▶ Recorded data:
/---
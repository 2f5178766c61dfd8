//! Single-line text rendering of a host report

use std::fmt::Write as _;

use crate::monitoring::{CpuMemSample, GpuSample};

use super::HostReport;

/// Renders [`HostReport`]s as the line printed for each host.
///
/// ```text
/// host1: CPU  7%, RAM 42% / GPU0: 55%, VRAM 10% / GPU1:  0%, VRAM  5% (1/2 GPU used)
/// host2: ERROR — Host host2 unreachable: Connection refused
/// ```
///
/// Percentages are right-aligned to a minimum width of three. Wider values
/// are printed in full, never cut.
#[derive(Debug, Clone, Copy, Default)]
pub struct ReportFormatter;

impl ReportFormatter {
    /// Formats one report
    #[must_use]
    pub fn format(report: &HostReport) -> String {
        match (&report.error, &report.cpu_mem) {
            (Some(reason), _) => Self::format_error(&report.host, reason),
            (None, Some(cpu_mem)) => Self::format_metrics(&report.host, cpu_mem, &report.gpus),
            (None, None) => Self::format_error(&report.host, "no metrics collected"),
        }
    }

    /// Formats a successful poll
    #[must_use]
    pub fn format_metrics(host: &str, cpu_mem: &CpuMemSample, gpus: &[GpuSample]) -> String {
        let mut line = format!(
            "{host}: CPU{:3}%, RAM{:3}%",
            cpu_mem.cpu_percent, cpu_mem.memory_percent
        );

        if gpus.is_empty() {
            return line;
        }

        for gpu in gpus {
            // Writing to a String cannot fail
            let _ = write!(
                line,
                " / GPU{}:{:3}%, VRAM{:3}%",
                gpu.index, gpu.gpu_percent, gpu.vram_percent
            );
        }
        let in_use = gpus.iter().filter(|g| g.is_in_use()).count();
        let _ = write!(line, " ({in_use}/{} GPU used)", gpus.len());
        line
    }

    /// Formats a failed poll
    #[must_use]
    pub fn format_error(host: &str, reason: &str) -> String {
        format!("{host}: ERROR — {reason}")
    }
}
//! Sessions over the system OpenSSH client
//!
//! Each session is an OpenSSH ControlMaster connection whose control socket
//! lives in a private temporary directory. Commands are multiplexed over the
//! master with `ssh -S <socket>`, so authentication happens once per host.
//!
//! # Host keys
//!
//! Sessions are opened with `StrictHostKeyChecking=accept-new`: a host key
//! that is not yet known is accepted and written to `known_hosts`
//! (trust-on-first-use). A key that differs from a recorded one is still
//! rejected. This trades protection against a first-contact
//! man-in-the-middle for unattended polling of fresh machines.

use std::path::{Path, PathBuf};
use std::process::Stdio;
use std::time::Duration;

use async_trait::async_trait;
use tempfile::TempDir;
use tokio::io::{AsyncRead, AsyncReadExt};
use tokio::process::Command;

use super::{CommandOutput, ConnectionError, ConnectionTarget, Connector, RemoteSession};

/// Upper bound on captured stdout per command (16 MiB)
pub const MAX_OUTPUT_BYTES: usize = 16 * 1024 * 1024;

/// Extra time granted to `ssh` beyond `ConnectTimeout` for authentication
const AUTH_GRACE: Duration = Duration::from_secs(5);

/// Exit status `ssh` uses for its own errors
const SSH_ERROR_STATUS: i32 = 255;

/// Lowercased stderr fragments that mean the login itself was refused
const AUTH_MARKERS: [&str; 4] = [
    "permission denied",
    "too many authentication failures",
    "no more authentication methods",
    "host key verification failed",
];

/// Opens [`SshSession`]s with the `ssh` binary found on `PATH`.
///
/// Targets arrive already resolved against the alias table, and `ssh`
/// applies its own config lookup on top. Pass the same file with
/// [`Self::with_config_file`] so both lookups read one config; otherwise
/// `ssh` falls back to `~/.ssh/config`.
#[derive(Debug, Clone)]
pub struct SshConnector {
    program: PathBuf,
    config_file: Option<PathBuf>,
    connect_timeout: Duration,
    command_timeout: Option<Duration>,
}

impl SshConnector {
    /// Creates a connector with the given TCP connect timeout
    #[must_use]
    pub fn new(connect_timeout: Duration) -> Self {
        Self {
            program: PathBuf::from("ssh"),
            config_file: None,
            connect_timeout,
            command_timeout: None,
        }
    }

    /// Sets a limit for every command run through the opened sessions
    #[must_use]
    pub const fn with_command_timeout(mut self, timeout: Option<Duration>) -> Self {
        self.command_timeout = timeout;
        self
    }

    /// Makes every `ssh` invocation read `path` (`ssh -F`)
    #[must_use]
    pub fn with_config_file(mut self, path: Option<&Path>) -> Self {
        self.config_file = path.map(Path::to_path_buf);
        self
    }

    /// Uses a different `ssh` executable
    #[must_use]
    pub fn with_program(mut self, program: impl Into<PathBuf>) -> Self {
        self.program = program.into();
        self
    }

    fn master_command(&self, target: &ConnectionTarget, socket: &Path) -> Command {
        let mut cmd = Command::new(&self.program);
        if let Some(ref config) = self.config_file {
            cmd.arg("-F").arg(config);
        }
        cmd.arg("-M")
            .arg("-N")
            .arg("-f")
            .arg("-S")
            .arg(socket)
            .arg("-o")
            .arg("BatchMode=yes")
            .arg("-o")
            .arg("StrictHostKeyChecking=accept-new")
            .arg("-o")
            .arg(format!("ConnectTimeout={}", self.connect_timeout.as_secs().max(1)))
            .arg("-p")
            .arg(target.port.to_string())
            .arg("-l")
            .arg(&target.username);

        if let Some(ref key) = target.identity_file {
            cmd.arg("-i").arg(key);
        }

        cmd.arg("--").arg(&target.hostname);
        cmd
    }
}

#[async_trait]
impl Connector for SshConnector {
    async fn open(
        &self,
        target: &ConnectionTarget,
    ) -> Result<Box<dyn RemoteSession>, ConnectionError> {
        let control_dir = tempfile::Builder::new().prefix("dtop-").tempdir()?;
        let socket = control_dir.path().join("ctl");
        let log_path = control_dir.path().join("master.log");
        // The backgrounded master keeps stderr open, so it goes to a file
        // rather than a pipe that would never reach EOF.
        let log = std::fs::File::create(&log_path)?;

        let mut cmd = self.master_command(target, &socket);
        cmd.stdin(Stdio::null())
            .stdout(Stdio::null())
            .stderr(Stdio::from(log))
            .kill_on_drop(true);

        tracing::debug!(destination = %target, "Opening SSH master connection");

        let limit = self.connect_timeout + AUTH_GRACE;
        let status = match tokio::time::timeout(limit, cmd.status()).await {
            Ok(result) => result?,
            Err(_) => {
                return Err(ConnectionError::Timeout {
                    host: target.hostname.clone(),
                    secs: limit.as_secs(),
                });
            }
        };

        if !status.success() {
            let stderr = std::fs::read_to_string(&log_path).unwrap_or_default();
            let err = classify_ssh_failure(
                &target.hostname,
                status.code(),
                &stderr,
                self.connect_timeout.as_secs(),
            );
            tracing::debug!(destination = %target, error = %err, "SSH master connection failed");
            return Err(err);
        }

        tracing::debug!(destination = %target, "SSH master connection established");

        Ok(Box::new(SshSession {
            hostname: target.hostname.clone(),
            program: self.program.clone(),
            config_file: self.config_file.clone(),
            socket,
            command_timeout: self.command_timeout,
            closed: false,
            control_dir: Some(control_dir),
        }))
    }
}

/// One ControlMaster connection.
///
/// Dropping the session without [`RemoteSession::close`] still stops the
/// master and removes the control directory.
#[derive(Debug)]
pub struct SshSession {
    hostname: String,
    program: PathBuf,
    config_file: Option<PathBuf>,
    socket: PathBuf,
    command_timeout: Option<Duration>,
    closed: bool,
    // Removed only after the master has been told to exit
    control_dir: Option<TempDir>,
}

impl SshSession {
    /// `ssh` invocation talking to the master over the control socket
    fn client_command(&self) -> std::process::Command {
        let mut cmd = std::process::Command::new(&self.program);
        if let Some(ref config) = self.config_file {
            cmd.arg("-F").arg(config);
        }
        cmd.arg("-S").arg(&self.socket);
        cmd
    }

    fn exit_command(&self) -> std::process::Command {
        let mut cmd = self.client_command();
        cmd.arg("-O")
            .arg("exit")
            .arg("--")
            .arg(&self.hostname)
            .stdin(Stdio::null())
            .stdout(Stdio::null())
            .stderr(Stdio::null());
        cmd
    }

    async fn run(&self, command: &str) -> Result<CommandOutput, ConnectionError> {
        let mut child = Command::from(self.client_command())
            .arg("-o")
            .arg("ControlMaster=no")
            .arg("-o")
            .arg("BatchMode=yes")
            .arg("-T")
            .arg("--")
            .arg(&self.hostname)
            .arg(command)
            .stdin(Stdio::null())
            .stdout(Stdio::piped())
            .stderr(Stdio::piped())
            .kill_on_drop(true)
            .spawn()?;

        let stdout = child
            .stdout
            .take()
            .ok_or_else(|| ConnectionError::Io("stdout was not captured".to_string()))?;
        let stderr = child
            .stderr
            .take()
            .ok_or_else(|| ConnectionError::Io("stderr was not captured".to_string()))?;

        let (stdout, stderr) =
            tokio::join!(read_limited(stdout, MAX_OUTPUT_BYTES), read_limited(stderr, 64 * 1024));
        let stdout = stdout?;
        let stderr = stderr.unwrap_or_default();

        if stdout.len() > MAX_OUTPUT_BYTES {
            if let Err(e) = child.kill().await {
                tracing::debug!(error = %e, "Failed to kill oversized command");
            }
            return Err(ConnectionError::OutputTooLarge {
                command: command.to_string(),
                limit: MAX_OUTPUT_BYTES,
            });
        }

        let status = child.wait().await?;
        if status.code() == Some(SSH_ERROR_STATUS) {
            return Err(ConnectionError::Unreachable {
                host: self.hostname.clone(),
                reason: last_line(&String::from_utf8_lossy(&stderr))
                    .unwrap_or("connection lost")
                    .to_string(),
            });
        }

        Ok(CommandOutput {
            stdout,
            exit_status: status.code(),
        })
    }
}

#[async_trait]
impl RemoteSession for SshSession {
    fn host(&self) -> &str {
        &self.hostname
    }

    async fn execute(&self, command: &str) -> Result<CommandOutput, ConnectionError> {
        tracing::trace!(host = %self.hostname, command, "Executing remote command");

        let Some(limit) = self.command_timeout else {
            return self.run(command).await;
        };

        tokio::time::timeout(limit, self.run(command))
            .await
            .map_err(|_| ConnectionError::Timeout {
                host: self.hostname.clone(),
                secs: limit.as_secs(),
            })?
    }

    async fn close(&mut self) {
        if self.closed {
            return;
        }
        self.closed = true;

        let result = Command::from(self.exit_command()).status().await;
        self.control_dir = None;

        match result {
            Ok(status) if status.success() => {
                tracing::debug!(host = %self.hostname, "SSH master connection closed");
            }
            Ok(status) => {
                tracing::debug!(host = %self.hostname, %status, "SSH master exit request failed");
            }
            Err(e) => {
                tracing::warn!(host = %self.hostname, error = %e, "Failed to run ssh -O exit");
            }
        }
    }
}

impl Drop for SshSession {
    fn drop(&mut self) {
        if self.closed {
            return;
        }
        let mut cmd = self.exit_command();
        let host = self.hostname.clone();
        let control_dir = self.control_dir.take();
        let stop = move || {
            match cmd.status() {
                Ok(_) => tracing::debug!(host = %host, "SSH master stopped on drop"),
                Err(e) => {
                    tracing::warn!(host = %host, error = %e, "Failed to stop SSH master on drop");
                }
            }
            // The socket must outlive the exit request
            drop(control_dir);
        };

        // A timed-out host is dropped on a runtime thread; runtime shutdown
        // waits for blocking tasks, so the exit request still runs
        match tokio::runtime::Handle::try_current() {
            Ok(handle) => drop(handle.spawn_blocking(stop)),
            Err(_) => stop(),
        }
    }
}

/// Reads at most `limit + 1` bytes so an overflow is detectable.
///
/// The reader is dropped on return, which closes the pipe and makes a
/// still-writing remote command fail instead of blocking.
async fn read_limited<R>(reader: R, limit: usize) -> std::io::Result<Vec<u8>>
where
    R: AsyncRead + Unpin,
{
    let mut buf = Vec::new();
    let cap = u64::try_from(limit).unwrap_or(u64::MAX).saturating_add(1);
    reader.take(cap).read_to_end(&mut buf).await?;
    Ok(buf)
}

fn last_line(text: &str) -> Option<&str> {
    text.lines().map(str::trim).rfind(|line| !line.is_empty())
}

/// Maps a failed `ssh` run to a connection error using its stderr
fn classify_ssh_failure(
    host: &str,
    code: Option<i32>,
    stderr: &str,
    connect_timeout_secs: u64,
) -> ConnectionError {
    let lowered = stderr.to_ascii_lowercase();
    let reason = last_line(stderr).map_or_else(
        || match code {
            Some(code) => format!("ssh exited with status {code}"),
            None => "ssh terminated by signal".to_string(),
        },
        str::to_string,
    );

    if AUTH_MARKERS.iter().any(|m| lowered.contains(m)) {
        ConnectionError::AuthenticationFailed {
            host: host.to_string(),
            reason,
        }
    } else if lowered.contains("timed out") {
        ConnectionError::Timeout {
            host: host.to_string(),
            secs: connect_timeout_secs,
        }
    } else {
        ConnectionError::Unreachable {
            host: host.to_string(),
            reason,
        }
    }
}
\---
▶ About this task: Copy each line of the records containing the string "None".

▶ Reply:
            (None, Some(cpu_mem)) => Self::format_metrics(&report.host, cpu_mem, &report.gpus),
            (None, None) => Self::format_error(&report.host, "no metrics collected"),
            config_file: None,
            command_timeout: None,
        self.control_dir = None;
            None => "ssh terminated by signal".to_string(),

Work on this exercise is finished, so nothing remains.